[Data records]
◇ ◇ ◇ ◇ ◇

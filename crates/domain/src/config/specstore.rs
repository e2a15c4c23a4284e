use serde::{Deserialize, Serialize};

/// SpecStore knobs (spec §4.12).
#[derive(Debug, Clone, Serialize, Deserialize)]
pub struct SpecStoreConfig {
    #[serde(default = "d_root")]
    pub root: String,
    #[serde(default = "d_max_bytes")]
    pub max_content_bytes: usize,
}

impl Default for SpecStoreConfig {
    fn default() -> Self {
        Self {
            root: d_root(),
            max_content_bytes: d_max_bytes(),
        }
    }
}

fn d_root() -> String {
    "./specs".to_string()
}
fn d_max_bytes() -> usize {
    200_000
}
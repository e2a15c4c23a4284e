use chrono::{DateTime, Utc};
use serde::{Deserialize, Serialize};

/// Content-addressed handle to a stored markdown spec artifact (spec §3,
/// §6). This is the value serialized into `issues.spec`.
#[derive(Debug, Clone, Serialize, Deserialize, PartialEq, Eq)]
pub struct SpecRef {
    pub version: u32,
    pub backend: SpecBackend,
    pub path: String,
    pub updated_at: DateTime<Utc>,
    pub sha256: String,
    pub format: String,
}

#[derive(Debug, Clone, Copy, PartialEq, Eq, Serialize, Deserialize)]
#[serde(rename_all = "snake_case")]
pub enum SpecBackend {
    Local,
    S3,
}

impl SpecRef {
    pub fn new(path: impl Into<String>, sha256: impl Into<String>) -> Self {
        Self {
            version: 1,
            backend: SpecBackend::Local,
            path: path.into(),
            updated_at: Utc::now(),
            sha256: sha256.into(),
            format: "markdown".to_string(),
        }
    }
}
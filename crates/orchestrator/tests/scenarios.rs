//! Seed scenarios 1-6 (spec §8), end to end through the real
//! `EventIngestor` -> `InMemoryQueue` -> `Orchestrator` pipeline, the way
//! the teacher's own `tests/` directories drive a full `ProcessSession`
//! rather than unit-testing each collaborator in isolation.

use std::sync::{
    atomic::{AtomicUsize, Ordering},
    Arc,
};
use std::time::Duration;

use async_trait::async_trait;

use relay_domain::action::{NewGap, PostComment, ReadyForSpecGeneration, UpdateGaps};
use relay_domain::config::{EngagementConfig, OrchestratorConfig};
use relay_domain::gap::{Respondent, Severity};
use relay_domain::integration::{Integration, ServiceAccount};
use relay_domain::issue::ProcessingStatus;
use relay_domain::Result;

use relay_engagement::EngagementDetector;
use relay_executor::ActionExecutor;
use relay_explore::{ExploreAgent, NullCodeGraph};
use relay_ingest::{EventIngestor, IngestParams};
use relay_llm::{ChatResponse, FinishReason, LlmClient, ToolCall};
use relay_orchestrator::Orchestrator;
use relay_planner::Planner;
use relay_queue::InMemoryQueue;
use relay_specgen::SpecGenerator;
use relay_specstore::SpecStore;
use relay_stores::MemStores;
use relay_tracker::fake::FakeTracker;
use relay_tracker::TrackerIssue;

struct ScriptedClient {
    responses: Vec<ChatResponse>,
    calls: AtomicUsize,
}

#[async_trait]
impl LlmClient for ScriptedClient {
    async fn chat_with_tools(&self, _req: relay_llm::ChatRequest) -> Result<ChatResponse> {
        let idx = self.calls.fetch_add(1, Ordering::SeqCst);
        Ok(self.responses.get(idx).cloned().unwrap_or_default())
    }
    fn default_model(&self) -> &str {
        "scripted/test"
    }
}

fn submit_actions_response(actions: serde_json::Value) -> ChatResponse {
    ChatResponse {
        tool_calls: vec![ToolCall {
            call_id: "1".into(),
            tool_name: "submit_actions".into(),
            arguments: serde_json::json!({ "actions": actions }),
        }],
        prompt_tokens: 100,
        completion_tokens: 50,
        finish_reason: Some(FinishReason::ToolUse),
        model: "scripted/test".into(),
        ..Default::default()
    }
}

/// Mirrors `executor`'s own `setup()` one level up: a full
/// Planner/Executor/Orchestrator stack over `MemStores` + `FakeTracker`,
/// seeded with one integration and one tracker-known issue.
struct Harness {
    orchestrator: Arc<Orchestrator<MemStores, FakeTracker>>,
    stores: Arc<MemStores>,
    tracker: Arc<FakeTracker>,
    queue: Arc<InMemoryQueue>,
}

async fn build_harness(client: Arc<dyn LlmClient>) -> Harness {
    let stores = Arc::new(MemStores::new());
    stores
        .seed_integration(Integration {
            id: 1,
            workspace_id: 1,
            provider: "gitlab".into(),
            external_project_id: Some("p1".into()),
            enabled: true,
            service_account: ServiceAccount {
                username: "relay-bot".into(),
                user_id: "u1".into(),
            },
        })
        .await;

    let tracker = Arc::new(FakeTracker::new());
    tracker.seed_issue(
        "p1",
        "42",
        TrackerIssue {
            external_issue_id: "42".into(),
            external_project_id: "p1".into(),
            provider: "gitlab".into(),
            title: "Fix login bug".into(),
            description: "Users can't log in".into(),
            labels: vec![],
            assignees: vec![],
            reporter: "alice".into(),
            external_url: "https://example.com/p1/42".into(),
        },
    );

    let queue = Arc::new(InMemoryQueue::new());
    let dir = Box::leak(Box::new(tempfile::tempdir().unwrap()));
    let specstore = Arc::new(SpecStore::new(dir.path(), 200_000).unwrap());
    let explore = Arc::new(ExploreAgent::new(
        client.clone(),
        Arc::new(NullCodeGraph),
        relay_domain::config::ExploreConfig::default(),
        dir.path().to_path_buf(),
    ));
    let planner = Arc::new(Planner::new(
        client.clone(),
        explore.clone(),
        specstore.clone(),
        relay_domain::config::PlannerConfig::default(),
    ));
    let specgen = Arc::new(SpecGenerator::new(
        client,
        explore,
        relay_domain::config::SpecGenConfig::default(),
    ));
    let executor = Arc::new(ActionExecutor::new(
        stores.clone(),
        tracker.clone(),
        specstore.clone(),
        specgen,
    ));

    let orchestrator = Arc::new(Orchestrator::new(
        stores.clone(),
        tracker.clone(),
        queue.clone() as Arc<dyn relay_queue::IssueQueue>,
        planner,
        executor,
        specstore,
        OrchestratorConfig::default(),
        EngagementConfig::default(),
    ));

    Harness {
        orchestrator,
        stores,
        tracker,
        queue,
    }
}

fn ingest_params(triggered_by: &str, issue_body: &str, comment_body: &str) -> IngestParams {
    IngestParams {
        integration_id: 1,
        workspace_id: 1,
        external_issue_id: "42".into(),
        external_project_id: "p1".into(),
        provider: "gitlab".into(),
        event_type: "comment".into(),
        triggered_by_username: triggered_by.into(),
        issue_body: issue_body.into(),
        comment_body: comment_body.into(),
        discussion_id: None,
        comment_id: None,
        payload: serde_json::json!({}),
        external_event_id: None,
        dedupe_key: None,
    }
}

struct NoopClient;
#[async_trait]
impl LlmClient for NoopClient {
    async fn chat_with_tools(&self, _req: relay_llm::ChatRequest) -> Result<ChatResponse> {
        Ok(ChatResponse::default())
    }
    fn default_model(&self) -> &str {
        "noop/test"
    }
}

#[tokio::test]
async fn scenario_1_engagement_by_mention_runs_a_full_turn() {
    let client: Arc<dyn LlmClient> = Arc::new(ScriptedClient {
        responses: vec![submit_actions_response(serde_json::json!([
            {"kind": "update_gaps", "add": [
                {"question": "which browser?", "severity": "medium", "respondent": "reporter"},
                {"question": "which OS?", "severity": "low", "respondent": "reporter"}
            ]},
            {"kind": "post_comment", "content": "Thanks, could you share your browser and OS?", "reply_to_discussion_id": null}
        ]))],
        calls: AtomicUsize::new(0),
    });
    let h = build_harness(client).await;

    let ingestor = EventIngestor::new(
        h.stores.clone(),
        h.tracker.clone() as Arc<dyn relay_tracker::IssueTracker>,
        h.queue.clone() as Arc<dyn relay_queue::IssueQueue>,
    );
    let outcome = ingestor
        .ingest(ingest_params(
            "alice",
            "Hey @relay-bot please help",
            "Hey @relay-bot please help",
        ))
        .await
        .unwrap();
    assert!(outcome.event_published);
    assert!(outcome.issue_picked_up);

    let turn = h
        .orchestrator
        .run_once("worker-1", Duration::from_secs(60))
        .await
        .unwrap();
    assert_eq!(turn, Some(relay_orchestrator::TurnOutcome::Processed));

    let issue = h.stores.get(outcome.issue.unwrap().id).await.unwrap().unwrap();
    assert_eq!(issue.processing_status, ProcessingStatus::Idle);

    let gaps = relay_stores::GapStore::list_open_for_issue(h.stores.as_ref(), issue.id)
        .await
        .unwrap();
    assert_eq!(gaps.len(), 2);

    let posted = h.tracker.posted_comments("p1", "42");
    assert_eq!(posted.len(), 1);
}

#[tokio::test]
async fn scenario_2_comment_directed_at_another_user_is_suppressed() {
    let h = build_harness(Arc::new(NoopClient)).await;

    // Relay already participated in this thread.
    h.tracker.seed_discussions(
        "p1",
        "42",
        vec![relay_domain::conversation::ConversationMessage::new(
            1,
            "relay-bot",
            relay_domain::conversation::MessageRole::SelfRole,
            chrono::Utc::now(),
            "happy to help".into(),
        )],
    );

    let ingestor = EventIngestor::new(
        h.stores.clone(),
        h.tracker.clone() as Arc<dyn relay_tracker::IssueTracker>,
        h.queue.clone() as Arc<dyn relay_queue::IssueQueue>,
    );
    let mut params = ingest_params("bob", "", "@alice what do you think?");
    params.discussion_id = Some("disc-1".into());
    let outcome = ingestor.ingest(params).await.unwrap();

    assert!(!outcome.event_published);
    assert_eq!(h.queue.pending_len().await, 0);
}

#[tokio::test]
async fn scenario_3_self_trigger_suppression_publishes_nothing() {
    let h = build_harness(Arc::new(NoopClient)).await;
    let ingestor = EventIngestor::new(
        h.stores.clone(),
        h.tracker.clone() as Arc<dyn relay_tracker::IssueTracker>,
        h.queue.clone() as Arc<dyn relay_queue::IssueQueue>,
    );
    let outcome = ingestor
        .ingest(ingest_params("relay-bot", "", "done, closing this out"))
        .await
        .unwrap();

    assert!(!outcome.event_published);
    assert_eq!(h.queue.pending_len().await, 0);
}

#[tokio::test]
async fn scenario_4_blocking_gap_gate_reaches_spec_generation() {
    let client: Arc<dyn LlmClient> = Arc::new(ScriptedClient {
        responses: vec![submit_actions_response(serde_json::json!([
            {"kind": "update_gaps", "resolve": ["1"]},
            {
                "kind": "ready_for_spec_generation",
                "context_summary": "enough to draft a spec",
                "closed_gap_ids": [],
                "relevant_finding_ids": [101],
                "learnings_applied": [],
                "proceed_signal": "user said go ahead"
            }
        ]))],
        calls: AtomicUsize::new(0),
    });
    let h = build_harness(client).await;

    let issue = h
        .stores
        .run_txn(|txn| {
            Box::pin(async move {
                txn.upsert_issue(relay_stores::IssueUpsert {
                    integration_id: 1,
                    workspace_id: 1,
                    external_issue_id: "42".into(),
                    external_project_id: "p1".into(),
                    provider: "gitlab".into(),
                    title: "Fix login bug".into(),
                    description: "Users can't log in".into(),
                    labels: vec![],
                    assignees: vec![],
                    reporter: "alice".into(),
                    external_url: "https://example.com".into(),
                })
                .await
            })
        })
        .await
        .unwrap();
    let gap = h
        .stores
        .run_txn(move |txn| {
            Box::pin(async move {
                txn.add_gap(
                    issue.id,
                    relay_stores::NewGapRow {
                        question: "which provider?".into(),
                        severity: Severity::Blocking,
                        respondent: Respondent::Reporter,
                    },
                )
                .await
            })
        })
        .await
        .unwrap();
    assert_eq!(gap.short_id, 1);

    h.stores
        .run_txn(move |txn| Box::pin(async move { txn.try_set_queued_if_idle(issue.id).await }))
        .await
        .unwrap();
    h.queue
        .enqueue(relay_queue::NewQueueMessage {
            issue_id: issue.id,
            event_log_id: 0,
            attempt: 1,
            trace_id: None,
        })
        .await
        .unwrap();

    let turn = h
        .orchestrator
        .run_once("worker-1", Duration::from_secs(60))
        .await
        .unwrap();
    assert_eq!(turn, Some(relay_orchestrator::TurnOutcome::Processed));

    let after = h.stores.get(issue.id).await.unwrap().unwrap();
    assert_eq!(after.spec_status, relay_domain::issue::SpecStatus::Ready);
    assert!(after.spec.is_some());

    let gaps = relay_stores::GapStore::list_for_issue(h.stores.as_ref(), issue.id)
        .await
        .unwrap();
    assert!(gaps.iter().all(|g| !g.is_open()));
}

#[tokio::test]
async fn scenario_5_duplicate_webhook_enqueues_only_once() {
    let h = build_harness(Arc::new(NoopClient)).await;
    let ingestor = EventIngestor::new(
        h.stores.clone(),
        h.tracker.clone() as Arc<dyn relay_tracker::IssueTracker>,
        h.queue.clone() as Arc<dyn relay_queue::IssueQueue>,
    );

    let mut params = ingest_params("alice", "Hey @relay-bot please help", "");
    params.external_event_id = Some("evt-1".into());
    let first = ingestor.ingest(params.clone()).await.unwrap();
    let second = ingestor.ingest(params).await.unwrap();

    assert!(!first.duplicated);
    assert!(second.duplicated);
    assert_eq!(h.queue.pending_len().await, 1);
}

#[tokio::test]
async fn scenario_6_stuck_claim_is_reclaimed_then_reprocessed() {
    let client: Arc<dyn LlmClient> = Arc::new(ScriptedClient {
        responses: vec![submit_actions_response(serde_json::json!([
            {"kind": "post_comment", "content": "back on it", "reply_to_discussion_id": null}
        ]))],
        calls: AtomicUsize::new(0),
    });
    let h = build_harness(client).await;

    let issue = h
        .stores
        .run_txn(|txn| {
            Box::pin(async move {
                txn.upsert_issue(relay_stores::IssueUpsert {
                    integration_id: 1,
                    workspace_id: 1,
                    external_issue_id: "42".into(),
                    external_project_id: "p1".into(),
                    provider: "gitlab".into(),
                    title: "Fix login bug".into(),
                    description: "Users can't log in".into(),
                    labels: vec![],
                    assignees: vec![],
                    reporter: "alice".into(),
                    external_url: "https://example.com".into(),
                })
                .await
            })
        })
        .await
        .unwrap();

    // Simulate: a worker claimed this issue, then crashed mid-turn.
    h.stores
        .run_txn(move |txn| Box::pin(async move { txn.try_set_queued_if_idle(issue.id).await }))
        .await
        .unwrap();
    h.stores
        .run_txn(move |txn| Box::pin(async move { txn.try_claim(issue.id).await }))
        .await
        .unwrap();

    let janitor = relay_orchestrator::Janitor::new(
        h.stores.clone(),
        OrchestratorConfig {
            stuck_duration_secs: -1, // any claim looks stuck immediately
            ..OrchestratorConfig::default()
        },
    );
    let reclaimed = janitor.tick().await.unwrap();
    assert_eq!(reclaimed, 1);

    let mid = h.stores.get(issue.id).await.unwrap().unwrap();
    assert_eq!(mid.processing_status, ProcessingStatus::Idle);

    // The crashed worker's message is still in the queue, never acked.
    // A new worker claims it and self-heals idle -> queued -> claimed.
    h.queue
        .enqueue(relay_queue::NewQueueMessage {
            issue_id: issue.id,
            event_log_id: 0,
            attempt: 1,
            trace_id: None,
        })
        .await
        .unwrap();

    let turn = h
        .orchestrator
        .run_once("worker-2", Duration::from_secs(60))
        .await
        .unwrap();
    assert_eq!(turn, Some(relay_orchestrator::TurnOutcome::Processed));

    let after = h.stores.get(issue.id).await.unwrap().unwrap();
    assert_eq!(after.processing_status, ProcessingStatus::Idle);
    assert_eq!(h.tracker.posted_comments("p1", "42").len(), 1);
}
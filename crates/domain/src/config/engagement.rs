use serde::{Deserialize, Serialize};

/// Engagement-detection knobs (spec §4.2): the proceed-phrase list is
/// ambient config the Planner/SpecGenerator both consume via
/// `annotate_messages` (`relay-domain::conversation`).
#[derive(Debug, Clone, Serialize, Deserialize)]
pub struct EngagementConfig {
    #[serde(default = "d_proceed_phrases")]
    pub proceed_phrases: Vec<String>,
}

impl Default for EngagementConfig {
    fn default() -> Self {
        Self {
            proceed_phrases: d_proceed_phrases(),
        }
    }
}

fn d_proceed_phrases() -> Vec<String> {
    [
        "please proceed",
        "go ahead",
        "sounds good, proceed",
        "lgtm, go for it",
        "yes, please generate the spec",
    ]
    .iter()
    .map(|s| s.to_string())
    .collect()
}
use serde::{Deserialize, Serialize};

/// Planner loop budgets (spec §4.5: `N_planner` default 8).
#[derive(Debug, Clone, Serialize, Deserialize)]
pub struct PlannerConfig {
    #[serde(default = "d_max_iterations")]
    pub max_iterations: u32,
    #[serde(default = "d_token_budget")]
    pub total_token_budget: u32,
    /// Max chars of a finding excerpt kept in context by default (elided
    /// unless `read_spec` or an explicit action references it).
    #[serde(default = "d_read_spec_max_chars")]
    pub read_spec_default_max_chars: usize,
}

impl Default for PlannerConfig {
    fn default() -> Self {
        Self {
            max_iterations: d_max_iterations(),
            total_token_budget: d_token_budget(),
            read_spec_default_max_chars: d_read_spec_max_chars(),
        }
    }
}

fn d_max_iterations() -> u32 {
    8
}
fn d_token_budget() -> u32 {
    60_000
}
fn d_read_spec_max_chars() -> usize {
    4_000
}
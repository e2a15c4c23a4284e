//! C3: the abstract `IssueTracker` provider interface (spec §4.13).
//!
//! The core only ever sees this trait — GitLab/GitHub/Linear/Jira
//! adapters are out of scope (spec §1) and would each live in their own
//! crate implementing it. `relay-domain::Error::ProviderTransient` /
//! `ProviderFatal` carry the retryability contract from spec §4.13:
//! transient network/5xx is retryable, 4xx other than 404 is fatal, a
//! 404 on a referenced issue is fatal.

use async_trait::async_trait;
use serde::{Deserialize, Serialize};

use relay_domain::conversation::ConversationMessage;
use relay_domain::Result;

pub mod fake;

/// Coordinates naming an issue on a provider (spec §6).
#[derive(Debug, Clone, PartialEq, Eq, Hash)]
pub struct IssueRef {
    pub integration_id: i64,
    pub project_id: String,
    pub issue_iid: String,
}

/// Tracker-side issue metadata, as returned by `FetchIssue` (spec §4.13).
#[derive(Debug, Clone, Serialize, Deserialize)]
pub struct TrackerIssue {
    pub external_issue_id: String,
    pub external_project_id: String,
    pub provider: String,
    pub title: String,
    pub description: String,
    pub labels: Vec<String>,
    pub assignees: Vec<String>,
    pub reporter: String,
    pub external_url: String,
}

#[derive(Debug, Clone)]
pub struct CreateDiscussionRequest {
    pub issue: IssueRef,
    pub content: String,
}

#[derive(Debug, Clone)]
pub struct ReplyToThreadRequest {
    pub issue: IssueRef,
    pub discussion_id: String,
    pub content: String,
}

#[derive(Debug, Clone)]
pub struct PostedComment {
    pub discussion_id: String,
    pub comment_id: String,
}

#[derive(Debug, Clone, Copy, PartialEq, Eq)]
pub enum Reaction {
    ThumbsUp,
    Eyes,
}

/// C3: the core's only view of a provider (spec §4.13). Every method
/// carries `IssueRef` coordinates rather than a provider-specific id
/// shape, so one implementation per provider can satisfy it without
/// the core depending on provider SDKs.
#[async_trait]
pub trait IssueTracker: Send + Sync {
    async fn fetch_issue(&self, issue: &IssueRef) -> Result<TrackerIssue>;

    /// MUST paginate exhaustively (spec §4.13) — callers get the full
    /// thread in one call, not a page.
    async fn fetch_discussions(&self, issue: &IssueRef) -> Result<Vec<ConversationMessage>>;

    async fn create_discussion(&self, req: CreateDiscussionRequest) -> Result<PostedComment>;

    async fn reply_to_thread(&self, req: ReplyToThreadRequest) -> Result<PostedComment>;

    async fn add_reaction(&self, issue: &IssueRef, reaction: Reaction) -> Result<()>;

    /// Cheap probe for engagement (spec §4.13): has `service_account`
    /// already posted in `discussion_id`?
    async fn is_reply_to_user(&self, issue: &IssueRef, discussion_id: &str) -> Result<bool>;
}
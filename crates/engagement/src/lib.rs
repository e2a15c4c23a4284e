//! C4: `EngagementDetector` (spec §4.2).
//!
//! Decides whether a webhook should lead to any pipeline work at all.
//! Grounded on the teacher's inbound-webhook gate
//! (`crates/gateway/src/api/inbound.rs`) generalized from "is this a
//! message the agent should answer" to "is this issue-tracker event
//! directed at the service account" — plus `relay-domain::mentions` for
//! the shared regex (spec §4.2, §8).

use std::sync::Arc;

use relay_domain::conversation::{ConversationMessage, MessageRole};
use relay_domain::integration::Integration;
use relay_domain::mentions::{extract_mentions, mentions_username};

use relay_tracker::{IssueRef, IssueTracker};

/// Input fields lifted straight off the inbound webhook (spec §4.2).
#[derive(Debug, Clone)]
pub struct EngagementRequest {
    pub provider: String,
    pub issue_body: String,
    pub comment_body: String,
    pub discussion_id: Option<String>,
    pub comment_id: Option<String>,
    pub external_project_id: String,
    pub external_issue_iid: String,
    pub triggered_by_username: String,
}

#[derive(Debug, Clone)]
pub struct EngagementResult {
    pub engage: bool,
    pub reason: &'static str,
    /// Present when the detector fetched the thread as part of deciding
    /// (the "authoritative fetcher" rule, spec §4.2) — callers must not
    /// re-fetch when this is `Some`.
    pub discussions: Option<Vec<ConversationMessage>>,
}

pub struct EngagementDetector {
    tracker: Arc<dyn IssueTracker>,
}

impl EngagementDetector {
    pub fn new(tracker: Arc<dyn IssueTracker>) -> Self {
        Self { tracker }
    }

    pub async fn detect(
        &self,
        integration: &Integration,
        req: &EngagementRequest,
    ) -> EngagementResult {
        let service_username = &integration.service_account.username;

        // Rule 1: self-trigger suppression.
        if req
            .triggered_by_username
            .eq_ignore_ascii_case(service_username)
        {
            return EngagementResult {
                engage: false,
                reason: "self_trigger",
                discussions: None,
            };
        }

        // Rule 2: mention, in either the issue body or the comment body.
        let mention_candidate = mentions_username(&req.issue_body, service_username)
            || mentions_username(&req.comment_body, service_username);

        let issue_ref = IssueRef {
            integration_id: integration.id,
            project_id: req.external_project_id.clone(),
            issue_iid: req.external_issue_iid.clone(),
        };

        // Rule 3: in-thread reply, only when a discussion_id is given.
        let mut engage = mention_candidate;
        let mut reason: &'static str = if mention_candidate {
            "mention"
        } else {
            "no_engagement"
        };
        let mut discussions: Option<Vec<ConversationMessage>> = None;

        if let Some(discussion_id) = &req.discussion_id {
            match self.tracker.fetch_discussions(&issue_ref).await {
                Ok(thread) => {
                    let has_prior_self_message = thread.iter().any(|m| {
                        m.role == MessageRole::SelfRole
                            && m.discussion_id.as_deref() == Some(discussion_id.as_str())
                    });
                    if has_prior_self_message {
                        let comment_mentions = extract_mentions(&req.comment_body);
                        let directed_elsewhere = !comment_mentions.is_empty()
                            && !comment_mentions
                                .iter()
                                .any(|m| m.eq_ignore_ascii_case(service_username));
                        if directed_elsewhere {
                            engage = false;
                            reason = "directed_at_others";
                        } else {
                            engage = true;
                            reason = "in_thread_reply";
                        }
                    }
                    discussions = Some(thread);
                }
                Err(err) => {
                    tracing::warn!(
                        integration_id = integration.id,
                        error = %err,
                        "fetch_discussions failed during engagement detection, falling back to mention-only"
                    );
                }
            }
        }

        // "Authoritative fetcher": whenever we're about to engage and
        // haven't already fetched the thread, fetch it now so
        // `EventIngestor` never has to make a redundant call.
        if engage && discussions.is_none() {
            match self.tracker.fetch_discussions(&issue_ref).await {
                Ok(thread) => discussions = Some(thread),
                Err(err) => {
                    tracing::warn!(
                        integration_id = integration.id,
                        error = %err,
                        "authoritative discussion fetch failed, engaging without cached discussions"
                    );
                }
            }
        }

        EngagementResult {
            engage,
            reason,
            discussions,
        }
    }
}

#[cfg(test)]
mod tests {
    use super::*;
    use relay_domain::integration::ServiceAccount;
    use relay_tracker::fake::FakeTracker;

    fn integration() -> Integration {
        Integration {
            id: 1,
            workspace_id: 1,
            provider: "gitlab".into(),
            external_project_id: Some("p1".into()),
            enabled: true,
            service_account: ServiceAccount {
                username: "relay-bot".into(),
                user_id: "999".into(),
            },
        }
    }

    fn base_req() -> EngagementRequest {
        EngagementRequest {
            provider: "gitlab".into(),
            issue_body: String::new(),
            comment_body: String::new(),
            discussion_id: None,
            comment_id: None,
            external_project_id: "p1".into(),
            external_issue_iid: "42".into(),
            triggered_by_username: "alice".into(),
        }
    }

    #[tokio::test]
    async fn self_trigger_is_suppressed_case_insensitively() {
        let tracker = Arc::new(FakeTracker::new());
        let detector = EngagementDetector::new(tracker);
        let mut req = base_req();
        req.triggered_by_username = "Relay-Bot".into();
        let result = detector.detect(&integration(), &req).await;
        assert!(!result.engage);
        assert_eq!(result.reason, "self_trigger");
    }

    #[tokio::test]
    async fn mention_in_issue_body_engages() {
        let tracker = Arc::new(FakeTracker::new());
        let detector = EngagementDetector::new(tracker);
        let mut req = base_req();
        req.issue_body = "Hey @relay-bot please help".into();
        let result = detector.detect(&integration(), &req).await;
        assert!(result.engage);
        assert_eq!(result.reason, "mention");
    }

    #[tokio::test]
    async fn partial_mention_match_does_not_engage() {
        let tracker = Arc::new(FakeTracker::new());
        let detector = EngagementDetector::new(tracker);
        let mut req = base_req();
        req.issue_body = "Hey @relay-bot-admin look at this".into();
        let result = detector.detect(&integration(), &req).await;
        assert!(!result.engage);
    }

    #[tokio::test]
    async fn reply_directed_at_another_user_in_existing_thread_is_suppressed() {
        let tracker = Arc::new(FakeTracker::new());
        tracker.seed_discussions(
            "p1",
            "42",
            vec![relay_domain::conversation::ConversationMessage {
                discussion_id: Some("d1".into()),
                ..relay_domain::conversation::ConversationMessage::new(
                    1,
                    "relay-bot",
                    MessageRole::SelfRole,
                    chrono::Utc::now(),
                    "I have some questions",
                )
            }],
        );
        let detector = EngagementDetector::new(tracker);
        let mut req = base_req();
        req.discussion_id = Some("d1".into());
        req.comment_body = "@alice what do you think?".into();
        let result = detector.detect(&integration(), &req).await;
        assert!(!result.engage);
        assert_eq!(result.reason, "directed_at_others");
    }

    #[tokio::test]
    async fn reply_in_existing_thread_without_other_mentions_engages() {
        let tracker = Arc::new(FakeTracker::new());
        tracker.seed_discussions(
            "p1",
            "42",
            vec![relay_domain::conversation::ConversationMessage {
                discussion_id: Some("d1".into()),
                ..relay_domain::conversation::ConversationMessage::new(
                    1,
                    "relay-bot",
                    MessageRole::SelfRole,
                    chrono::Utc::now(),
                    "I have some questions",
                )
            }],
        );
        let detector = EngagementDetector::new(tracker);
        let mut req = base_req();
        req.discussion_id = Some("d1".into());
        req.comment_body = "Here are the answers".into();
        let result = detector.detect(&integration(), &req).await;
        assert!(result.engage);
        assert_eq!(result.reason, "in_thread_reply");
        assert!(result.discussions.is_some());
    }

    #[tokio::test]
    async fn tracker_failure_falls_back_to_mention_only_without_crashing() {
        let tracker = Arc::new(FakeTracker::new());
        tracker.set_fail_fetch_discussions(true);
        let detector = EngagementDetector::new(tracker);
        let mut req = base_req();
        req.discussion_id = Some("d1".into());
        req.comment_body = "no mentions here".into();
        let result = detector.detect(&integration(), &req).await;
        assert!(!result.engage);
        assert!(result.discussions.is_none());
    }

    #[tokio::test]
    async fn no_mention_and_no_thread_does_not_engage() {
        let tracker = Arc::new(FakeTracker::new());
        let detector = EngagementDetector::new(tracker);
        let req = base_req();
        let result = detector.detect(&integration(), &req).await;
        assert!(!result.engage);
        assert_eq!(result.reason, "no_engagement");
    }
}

◇ ◇ ◇ ◇ ◇

Work to be completed: Please copy every line from the entries that includes the word "bool".

Finished task:
    async fn is_reply_to_user(&self, issue: &IssueRef, discussion_id: &str) -> Result<bool>;
    pub engage: bool,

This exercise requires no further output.